I’ve shut down my online dating profiles while I continue to see the Rock Star. As I’ve said, it’s a curious experiment that leaves me in unknown territory.
For example, the other night, he went home sick from work, and told me he was shaky and feverish and planning to go to the doctor the next day. You may know that I do not have a Nurturing Nurse personality type anywhere inside of myself. It just doesn’t exist. But before I knew it, I had told him I was heading out later on a dog-food emergency, and did he need anything from the store? I didn’t expect him to say yes. He wanted medicine and iced tea. I ran into the grocery, grumbling under my breath that I was being stupid for doing this for him. Why should I be so fucking nice? He hasn’t seemed overly concerned with my needs so far. I berated myself for being a flaming codependent, and I headed to the freezer section for one of his favorite ice creams I’d heard him mention before.
I drove to his house with the goodies, and I was shocked at the response… he was grateful. He thanked me numerous times (sincerely) and told me I was so sweet to take care of him. I was a stranger in a foreign land.
I used to be a kind, giving person. Really. But living with a narcissist put an end to that. After years of shopping multiple stores weekly to satisfy all of Mr. N/A’s ridiculous food requests, I finally blew my top one day and told him to get his own “fucking turkey.” (The Fucking Turkey story was definitely a pivotal point in that relationship.)

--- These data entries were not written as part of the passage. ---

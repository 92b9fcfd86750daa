use crate::app_config::{AnalysisMode, AppConfig, Environment};
use crate::ConfigError;

/// Load application configuration from environment variables.
///
/// Calls `dotenvy::dotenv().ok()` to load `.env` files before reading env vars.
///
/// # Errors
///
/// Returns `ConfigError` if values are present but invalid. Missing API keys
/// are not an error here: the service starts and degrades every route to a
/// configuration-error response instead.
pub fn load_app_config() -> Result<AppConfig, ConfigError> {
    dotenvy::dotenv().ok();
    load_app_config_from_env()
}

/// Load application configuration from environment variables already in the
/// process, without touching `.env` files.
///
/// # Errors
///
/// Returns `ConfigError` if values are present but invalid.
pub fn load_app_config_from_env() -> Result<AppConfig, ConfigError> {
    build_app_config(|key| std::env::var(key))
}

/// Build application configuration using the provided env-var lookup function.
///
/// This is the core parsing/validation logic, decoupled from the actual
/// environment so it can be tested with a pure `HashMap` lookup.
fn build_app_config<F>(lookup: F) -> Result<AppConfig, ConfigError>
where
    F: Fn(&str) -> Result<String, std::env::VarError>,
{
    use std::net::SocketAddr;

    let or_default = |var: &str, default: &str| -> String {
        lookup(var).unwrap_or_else(|_| default.to_string())
    };

    let parse_addr = |var: &str, default: &str| -> Result<SocketAddr, ConfigError> {
        let raw = or_default(var, default);
        raw.parse::<SocketAddr>()
            .map_err(|e| ConfigError::InvalidEnvVar {
                var: var.to_string(),
                reason: e.to_string(),
            })
    };

    let parse_u32 = |var: &str, default: &str| -> Result<u32, ConfigError> {
        let raw = or_default(var, default);
        raw.parse::<u32>().map_err(|e| ConfigError::InvalidEnvVar {
            var: var.to_string(),
            reason: e.to_string(),
        })
    };

    let parse_u64 = |var: &str, default: &str| -> Result<u64, ConfigError> {
        let raw = or_default(var, default);
        raw.parse::<u64>().map_err(|e| ConfigError::InvalidEnvVar {
            var: var.to_string(),
            reason: e.to_string(),
        })
    };

    let env = parse_environment(&or_default("CINTEL_ENV", "development"));
    let bind_addr = parse_addr("CINTEL_BIND_ADDR", "0.0.0.0:3000")?;
    let log_level = or_default("CINTEL_LOG_LEVEL", "info");

    let youtube_api_key = lookup("YOUTUBE_API_KEY").ok().filter(|s| !s.is_empty());
    let anthropic_api_key = lookup("ANTHROPIC_API_KEY").ok().filter(|s| !s.is_empty());

    let analysis_mode = parse_analysis_mode(&or_default("CINTEL_ANALYSIS_MODE", "free_text"))?;
    let claude_model = or_default("CINTEL_CLAUDE_MODEL", "claude-3-haiku-20240307");
    let claude_max_tokens = parse_u32("CINTEL_CLAUDE_MAX_TOKENS", "2000")?;
    let comment_limit = parse_u32("CINTEL_COMMENT_LIMIT", "50")?;
    let youtube_timeout_secs = parse_u64("CINTEL_YOUTUBE_TIMEOUT_SECS", "30")?;
    let claude_timeout_secs = parse_u64("CINTEL_CLAUDE_TIMEOUT_SECS", "120")?;

    Ok(AppConfig {
        env,
        bind_addr,
        log_level,
        youtube_api_key,
        anthropic_api_key,
        analysis_mode,
        claude_model,
        claude_max_tokens,
        comment_limit,
        youtube_timeout_secs,
        claude_timeout_secs,
    })
}

/// Parse a string into an `Environment` variant.
///
/// Unrecognized values default to `Environment::Development`.
fn parse_environment(s: &str) -> Environment {
    match s {
        "production" => Environment::Production,
        "test" => Environment::Test,
        _ => Environment::Development,
    }
}

/// Parse the analysis mode. Unlike the environment, a typo here would
/// silently change analysis semantics, so unknown values are an error.
fn parse_analysis_mode(s: &str) -> Result<AnalysisMode, ConfigError> {
    match s {
        "free_text" => Ok(AnalysisMode::FreeText),
        "structured" => Ok(AnalysisMode::Structured),
        other => Err(ConfigError::InvalidEnvVar {
            var: "CINTEL_ANALYSIS_MODE".to_string(),
            reason: format!("expected 'free_text' or 'structured', got '{other}'"),
        }),
    }
}

#[cfg(test)]
mod tests {
    use std::collections::HashMap;
    use std::env::VarError;

    use super::*;

    fn lookup_from_map<'a>(
        map: &'a HashMap<&'a str, &'a str>,
    ) -> impl Fn(&str) -> Result<String, VarError> + 'a {
        move |key| {
            map.get(key)
                .map(|v| (*v).to_string())
                .ok_or(VarError::NotPresent)
        }
    }

    #[test]
    fn parse_environment_production() {
        assert_eq!(parse_environment("production"), Environment::Production);
    }

    #[test]
    fn parse_environment_unknown_defaults_to_development() {
        assert_eq!(parse_environment("staging"), Environment::Development);
    }

    #[test]
    fn build_app_config_succeeds_with_empty_env() {
        let map: HashMap<&str, &str> = HashMap::new();
        let cfg = build_app_config(lookup_from_map(&map)).expect("empty env is valid");
        assert_eq!(cfg.env, Environment::Development);
        assert_eq!(cfg.bind_addr.to_string(), "0.0.0.0:3000");
        assert_eq!(cfg.log_level, "info");
        assert!(cfg.youtube_api_key.is_none());
        assert!(cfg.anthropic_api_key.is_none());
        assert!(!cfg.is_configured());
        assert_eq!(cfg.analysis_mode, AnalysisMode::FreeText);
        assert_eq!(cfg.claude_model, "claude-3-haiku-20240307");
        assert_eq!(cfg.claude_max_tokens, 2000);
        assert_eq!(cfg.comment_limit, 50);
        assert_eq!(cfg.youtube_timeout_secs, 30);
        assert_eq!(cfg.claude_timeout_secs, 120);
    }

    #[test]
    fn build_app_config_reads_api_keys() {
        let mut map = HashMap::new();
        map.insert("YOUTUBE_API_KEY", "yt-key");
        map.insert("ANTHROPIC_API_KEY", "claude-key");
        let cfg = build_app_config(lookup_from_map(&map)).unwrap();
        assert_eq!(cfg.youtube_api_key.as_deref(), Some("yt-key"));
        assert_eq!(cfg.anthropic_api_key.as_deref(), Some("claude-key"));
        assert!(cfg.is_configured());
    }

    #[test]
    fn build_app_config_treats_empty_key_as_missing() {
        let mut map = HashMap::new();
        map.insert("YOUTUBE_API_KEY", "");
        map.insert("ANTHROPIC_API_KEY", "claude-key");
        let cfg = build_app_config(lookup_from_map(&map)).unwrap();
        assert!(cfg.youtube_api_key.is_none());
        assert!(!cfg.is_configured());
    }

    #[test]
    fn build_app_config_fails_with_invalid_bind_addr() {
        let mut map = HashMap::new();
        map.insert("CINTEL_BIND_ADDR", "not-a-socket-addr");
        let result = build_app_config(lookup_from_map(&map));
        assert!(
            matches!(result, Err(ConfigError::InvalidEnvVar { ref var, .. }) if var == "CINTEL_BIND_ADDR"),
            "expected InvalidEnvVar(CINTEL_BIND_ADDR), got: {result:?}"
        );
    }

    #[test]
    fn build_app_config_parses_structured_mode() {
        let mut map = HashMap::new();
        map.insert("CINTEL_ANALYSIS_MODE", "structured");
        let cfg = build_app_config(lookup_from_map(&map)).unwrap();
        assert_eq!(cfg.analysis_mode, AnalysisMode::Structured);
    }

    #[test]
    fn build_app_config_rejects_unknown_analysis_mode() {
        let mut map = HashMap::new();
        map.insert("CINTEL_ANALYSIS_MODE", "yaml");
        let result = build_app_config(lookup_from_map(&map));
        assert!(
            matches!(result, Err(ConfigError::InvalidEnvVar { ref var, .. }) if var == "CINTEL_ANALYSIS_MODE"),
            "expected InvalidEnvVar(CINTEL_ANALYSIS_MODE), got: {result:?}"
        );
    }

    #[test]
    fn build_app_config_rejects_non_numeric_limits() {
        let mut map = HashMap::new();
        map.insert("CINTEL_COMMENT_LIMIT", "fifty");
        let result = build_app_config(lookup_from_map(&map));
        assert!(
            matches!(result, Err(ConfigError::InvalidEnvVar { ref var, .. }) if var == "CINTEL_COMMENT_LIMIT"),
            "expected InvalidEnvVar(CINTEL_COMMENT_LIMIT), got: {result:?}"
        );
    }

    #[test]
    fn build_app_config_overrides_timeouts() {
        let mut map = HashMap::new();
        map.insert("CINTEL_YOUTUBE_TIMEOUT_SECS", "10");
        map.insert("CINTEL_CLAUDE_TIMEOUT_SECS", "60");
        let cfg = build_app_config(lookup_from_map(&map)).unwrap();
        assert_eq!(cfg.youtube_timeout_secs, 10);
        assert_eq!(cfg.claude_timeout_secs, 60);
    }

    #[test]
    fn debug_output_redacts_credentials() {
        let mut map = HashMap::new();
        map.insert("YOUTUBE_API_KEY", "super-secret");
        map.insert("ANTHROPIC_API_KEY", "also-secret");
        let cfg = build_app_config(lookup_from_map(&map)).unwrap();
        let debug = format!("{cfg:?}");
        assert!(!debug.contains("super-secret"), "debug leaked key: {debug}");
        assert!(!debug.contains("also-secret"), "debug leaked key: {debug}");
        assert!(debug.contains("[redacted]"));
    }
}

So here I was, being nice… going out of my way for another person, and I didn’t know how to handle it when he didn’t ask me why I bought Tin Roof Sundae instead of Rocky Road.
I was thinking that maybe the purpose of this relationship is to teach me how to be caring and giving again. I’ve really lost that part of myself, and I know it’s a necessary part of a healthy relationship. Part of my hesitation with Mr. Nice Guy was that I knew I was entirely too selfish to be with such a generous man. Consequently, I ridiculed his giving nature in my mind and told myself it wasn’t masculine.
I’m still in the raised-eyebrow stage with the Rock Star, but he sure is nice, and I’ve enjoyed our time together. His band performs this weekend down the shore, and I’m really looking forward to seeing him in action. Later this month, they hit the infamous Stone Pony in Asbury Park, where Springsteen used to jam with local NJ musicians. I can’t wait for that.
Maybe I’ll even be nice.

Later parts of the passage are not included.